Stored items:

»»

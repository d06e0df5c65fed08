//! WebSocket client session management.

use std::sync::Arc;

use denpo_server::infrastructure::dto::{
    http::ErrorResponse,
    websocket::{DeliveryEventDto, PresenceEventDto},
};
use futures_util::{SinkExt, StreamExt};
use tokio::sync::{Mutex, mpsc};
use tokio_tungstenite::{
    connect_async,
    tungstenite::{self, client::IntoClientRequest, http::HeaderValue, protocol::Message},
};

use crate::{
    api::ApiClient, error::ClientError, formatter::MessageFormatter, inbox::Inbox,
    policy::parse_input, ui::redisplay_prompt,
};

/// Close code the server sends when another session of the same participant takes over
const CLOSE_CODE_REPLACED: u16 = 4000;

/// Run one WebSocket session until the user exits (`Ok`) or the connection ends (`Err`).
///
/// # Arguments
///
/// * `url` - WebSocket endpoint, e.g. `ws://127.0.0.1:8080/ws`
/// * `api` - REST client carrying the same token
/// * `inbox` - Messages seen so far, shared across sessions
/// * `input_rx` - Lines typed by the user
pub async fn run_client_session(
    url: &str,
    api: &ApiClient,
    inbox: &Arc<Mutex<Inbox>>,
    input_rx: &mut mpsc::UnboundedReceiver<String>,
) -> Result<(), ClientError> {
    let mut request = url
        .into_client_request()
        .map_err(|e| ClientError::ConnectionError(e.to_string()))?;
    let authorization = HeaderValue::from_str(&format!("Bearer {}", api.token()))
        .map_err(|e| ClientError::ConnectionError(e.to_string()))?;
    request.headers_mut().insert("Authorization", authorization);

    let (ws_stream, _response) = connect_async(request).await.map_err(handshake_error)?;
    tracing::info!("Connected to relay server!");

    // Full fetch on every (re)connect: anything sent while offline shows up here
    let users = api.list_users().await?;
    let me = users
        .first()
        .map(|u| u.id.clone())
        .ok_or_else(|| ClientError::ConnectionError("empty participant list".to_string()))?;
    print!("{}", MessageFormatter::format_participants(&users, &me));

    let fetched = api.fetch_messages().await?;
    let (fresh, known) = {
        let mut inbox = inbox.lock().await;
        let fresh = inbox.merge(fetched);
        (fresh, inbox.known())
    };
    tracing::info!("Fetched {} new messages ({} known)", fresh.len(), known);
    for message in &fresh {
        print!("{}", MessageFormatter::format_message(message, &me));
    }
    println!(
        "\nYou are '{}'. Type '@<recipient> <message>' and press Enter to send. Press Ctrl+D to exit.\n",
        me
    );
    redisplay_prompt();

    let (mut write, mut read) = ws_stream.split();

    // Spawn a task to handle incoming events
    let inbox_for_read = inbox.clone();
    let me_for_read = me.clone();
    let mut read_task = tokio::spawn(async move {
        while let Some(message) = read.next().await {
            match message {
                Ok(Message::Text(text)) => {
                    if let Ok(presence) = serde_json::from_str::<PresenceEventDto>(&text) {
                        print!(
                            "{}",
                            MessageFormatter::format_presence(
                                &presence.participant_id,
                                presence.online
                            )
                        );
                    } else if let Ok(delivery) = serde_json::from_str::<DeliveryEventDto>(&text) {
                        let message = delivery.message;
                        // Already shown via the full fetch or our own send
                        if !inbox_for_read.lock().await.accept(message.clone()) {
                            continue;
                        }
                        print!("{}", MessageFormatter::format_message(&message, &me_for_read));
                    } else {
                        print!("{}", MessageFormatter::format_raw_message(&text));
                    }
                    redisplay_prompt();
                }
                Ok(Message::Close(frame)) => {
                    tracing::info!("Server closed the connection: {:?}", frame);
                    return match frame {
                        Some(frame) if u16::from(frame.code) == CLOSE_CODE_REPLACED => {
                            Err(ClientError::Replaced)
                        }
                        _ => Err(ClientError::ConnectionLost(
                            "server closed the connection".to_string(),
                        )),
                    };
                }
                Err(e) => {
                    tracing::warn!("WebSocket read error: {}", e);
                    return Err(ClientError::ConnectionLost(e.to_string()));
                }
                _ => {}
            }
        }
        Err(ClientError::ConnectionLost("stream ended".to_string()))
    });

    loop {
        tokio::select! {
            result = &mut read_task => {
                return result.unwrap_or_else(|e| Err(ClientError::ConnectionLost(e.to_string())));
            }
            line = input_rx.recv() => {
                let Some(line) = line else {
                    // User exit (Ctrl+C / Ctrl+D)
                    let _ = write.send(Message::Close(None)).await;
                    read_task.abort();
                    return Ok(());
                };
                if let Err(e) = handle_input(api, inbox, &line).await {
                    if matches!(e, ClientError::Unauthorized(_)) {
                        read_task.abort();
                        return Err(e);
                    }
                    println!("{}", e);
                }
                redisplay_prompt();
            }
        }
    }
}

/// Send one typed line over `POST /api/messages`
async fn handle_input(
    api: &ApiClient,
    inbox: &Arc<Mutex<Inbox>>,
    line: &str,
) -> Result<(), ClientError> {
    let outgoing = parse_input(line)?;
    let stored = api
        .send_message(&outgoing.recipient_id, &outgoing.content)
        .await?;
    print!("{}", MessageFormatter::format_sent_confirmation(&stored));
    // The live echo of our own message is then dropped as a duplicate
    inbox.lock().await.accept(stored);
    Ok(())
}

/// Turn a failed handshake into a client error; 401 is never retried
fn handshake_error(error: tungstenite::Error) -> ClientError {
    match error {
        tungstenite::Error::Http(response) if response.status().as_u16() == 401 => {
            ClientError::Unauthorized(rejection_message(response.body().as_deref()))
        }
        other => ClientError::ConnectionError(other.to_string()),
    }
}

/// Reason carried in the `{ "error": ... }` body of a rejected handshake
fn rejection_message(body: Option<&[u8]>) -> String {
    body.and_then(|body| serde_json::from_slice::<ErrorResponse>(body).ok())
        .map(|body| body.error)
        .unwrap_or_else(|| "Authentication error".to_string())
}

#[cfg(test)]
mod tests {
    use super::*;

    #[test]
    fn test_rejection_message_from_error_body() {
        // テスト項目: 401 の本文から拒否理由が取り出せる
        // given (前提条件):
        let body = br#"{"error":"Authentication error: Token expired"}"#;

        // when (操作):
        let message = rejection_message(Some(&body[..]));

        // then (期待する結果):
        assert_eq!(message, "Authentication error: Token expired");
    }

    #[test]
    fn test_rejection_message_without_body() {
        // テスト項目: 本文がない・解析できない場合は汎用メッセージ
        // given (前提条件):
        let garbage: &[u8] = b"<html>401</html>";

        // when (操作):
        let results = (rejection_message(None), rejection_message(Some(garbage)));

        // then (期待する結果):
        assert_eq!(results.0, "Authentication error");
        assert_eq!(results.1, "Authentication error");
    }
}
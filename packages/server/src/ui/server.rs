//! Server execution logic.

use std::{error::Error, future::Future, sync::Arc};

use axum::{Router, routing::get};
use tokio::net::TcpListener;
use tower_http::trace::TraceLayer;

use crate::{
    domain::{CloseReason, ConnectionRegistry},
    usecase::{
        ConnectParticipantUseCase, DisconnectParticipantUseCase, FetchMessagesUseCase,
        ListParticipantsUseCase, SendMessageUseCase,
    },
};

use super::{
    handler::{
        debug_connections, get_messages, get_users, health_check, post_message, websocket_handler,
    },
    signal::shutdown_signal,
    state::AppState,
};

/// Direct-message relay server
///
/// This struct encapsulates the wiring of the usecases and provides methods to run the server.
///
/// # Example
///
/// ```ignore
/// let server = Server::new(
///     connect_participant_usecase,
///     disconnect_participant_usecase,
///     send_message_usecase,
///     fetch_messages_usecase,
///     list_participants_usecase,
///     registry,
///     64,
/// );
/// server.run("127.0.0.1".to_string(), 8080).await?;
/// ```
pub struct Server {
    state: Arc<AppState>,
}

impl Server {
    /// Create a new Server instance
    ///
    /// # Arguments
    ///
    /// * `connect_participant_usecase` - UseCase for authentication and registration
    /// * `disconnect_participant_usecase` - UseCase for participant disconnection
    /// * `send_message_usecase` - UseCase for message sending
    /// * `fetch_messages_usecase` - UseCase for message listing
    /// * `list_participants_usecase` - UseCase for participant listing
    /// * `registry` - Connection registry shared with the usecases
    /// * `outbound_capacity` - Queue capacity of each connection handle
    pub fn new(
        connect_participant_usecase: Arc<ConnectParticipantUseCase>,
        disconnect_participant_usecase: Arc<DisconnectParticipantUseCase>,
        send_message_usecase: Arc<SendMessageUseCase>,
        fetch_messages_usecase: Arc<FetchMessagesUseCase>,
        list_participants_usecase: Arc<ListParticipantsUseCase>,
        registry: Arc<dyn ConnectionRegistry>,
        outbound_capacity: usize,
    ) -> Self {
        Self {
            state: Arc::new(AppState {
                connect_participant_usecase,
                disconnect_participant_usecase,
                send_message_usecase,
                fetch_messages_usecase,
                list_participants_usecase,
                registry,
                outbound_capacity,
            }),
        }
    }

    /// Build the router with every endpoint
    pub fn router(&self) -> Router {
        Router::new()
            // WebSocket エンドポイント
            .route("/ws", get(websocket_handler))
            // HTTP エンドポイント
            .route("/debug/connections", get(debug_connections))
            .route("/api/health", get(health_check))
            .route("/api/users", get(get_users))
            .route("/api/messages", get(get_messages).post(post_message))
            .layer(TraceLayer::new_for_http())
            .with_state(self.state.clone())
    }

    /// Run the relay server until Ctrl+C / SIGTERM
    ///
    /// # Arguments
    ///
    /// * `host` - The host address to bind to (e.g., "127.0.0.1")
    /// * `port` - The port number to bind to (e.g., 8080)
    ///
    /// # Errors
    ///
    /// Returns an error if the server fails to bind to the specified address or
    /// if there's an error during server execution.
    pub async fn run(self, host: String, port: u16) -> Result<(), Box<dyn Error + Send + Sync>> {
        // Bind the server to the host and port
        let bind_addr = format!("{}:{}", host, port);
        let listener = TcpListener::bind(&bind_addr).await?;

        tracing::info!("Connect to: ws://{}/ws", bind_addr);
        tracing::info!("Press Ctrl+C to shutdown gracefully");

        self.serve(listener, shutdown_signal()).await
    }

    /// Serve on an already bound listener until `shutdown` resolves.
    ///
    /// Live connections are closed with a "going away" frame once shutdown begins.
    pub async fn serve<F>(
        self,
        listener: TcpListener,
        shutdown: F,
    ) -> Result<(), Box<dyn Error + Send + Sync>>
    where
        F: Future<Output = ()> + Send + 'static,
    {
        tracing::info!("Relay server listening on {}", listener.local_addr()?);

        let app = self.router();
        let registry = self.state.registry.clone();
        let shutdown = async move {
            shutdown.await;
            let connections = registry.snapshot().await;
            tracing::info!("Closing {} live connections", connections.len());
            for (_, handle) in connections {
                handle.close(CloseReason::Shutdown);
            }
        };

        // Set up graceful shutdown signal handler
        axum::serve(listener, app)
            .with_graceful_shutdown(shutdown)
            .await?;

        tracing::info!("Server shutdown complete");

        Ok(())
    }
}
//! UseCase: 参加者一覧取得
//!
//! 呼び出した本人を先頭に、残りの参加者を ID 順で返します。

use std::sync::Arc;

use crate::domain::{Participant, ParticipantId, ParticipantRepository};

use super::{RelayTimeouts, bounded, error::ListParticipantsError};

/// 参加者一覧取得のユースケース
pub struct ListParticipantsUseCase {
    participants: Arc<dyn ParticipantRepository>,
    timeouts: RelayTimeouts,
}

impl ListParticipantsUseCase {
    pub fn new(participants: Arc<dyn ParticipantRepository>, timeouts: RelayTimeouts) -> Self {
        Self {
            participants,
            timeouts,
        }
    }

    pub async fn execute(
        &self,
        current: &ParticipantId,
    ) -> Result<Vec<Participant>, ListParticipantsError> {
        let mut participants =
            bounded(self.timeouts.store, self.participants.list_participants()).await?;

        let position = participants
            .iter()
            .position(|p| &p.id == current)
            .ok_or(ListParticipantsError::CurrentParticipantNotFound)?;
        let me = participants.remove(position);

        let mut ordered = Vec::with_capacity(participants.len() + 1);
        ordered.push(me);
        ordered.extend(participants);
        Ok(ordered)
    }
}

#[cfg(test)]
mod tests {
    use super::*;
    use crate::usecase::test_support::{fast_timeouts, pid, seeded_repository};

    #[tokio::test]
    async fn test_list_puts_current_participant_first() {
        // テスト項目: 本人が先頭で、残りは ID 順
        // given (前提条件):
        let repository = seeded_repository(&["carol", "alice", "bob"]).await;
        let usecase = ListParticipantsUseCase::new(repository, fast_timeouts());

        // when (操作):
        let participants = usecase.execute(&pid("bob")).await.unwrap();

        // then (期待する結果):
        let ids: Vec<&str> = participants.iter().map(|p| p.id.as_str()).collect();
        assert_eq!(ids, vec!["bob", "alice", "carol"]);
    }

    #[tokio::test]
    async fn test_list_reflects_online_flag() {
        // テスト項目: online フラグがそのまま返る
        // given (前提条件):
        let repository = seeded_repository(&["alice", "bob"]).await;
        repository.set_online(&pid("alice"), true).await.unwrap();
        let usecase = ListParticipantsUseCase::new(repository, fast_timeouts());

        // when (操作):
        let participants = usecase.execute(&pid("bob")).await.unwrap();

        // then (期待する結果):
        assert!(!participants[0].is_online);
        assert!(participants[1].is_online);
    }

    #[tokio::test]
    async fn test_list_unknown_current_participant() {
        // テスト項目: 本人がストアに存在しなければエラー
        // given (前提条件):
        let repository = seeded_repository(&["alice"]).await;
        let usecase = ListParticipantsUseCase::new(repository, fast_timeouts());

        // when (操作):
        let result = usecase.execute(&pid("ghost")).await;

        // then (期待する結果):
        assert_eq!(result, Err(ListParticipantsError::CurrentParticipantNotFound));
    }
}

««

# TASK PROMPT
Of the entries above, repeat exactly the lines from the line with "pub fn new(participants: Arc<dyn" through the line with "let me = participants.remove(position);", both of them included.

# REPLY
    pub fn new(participants: Arc<dyn ParticipantRepository>, timeouts: RelayTimeouts) -> Self {
        Self {
            participants,
            timeouts,
        }
    }

    pub async fn execute(
        &self,
        current: &ParticipantId,
    ) -> Result<Vec<Participant>, ListParticipantsError> {
        let mut participants =
            bounded(self.timeouts.store, self.participants.list_participants()).await?;

        let position = participants
            .iter()
            .position(|p| &p.id == current)
            .ok_or(ListParticipantsError::CurrentParticipantNotFound)?;
        let me = participants.remove(position);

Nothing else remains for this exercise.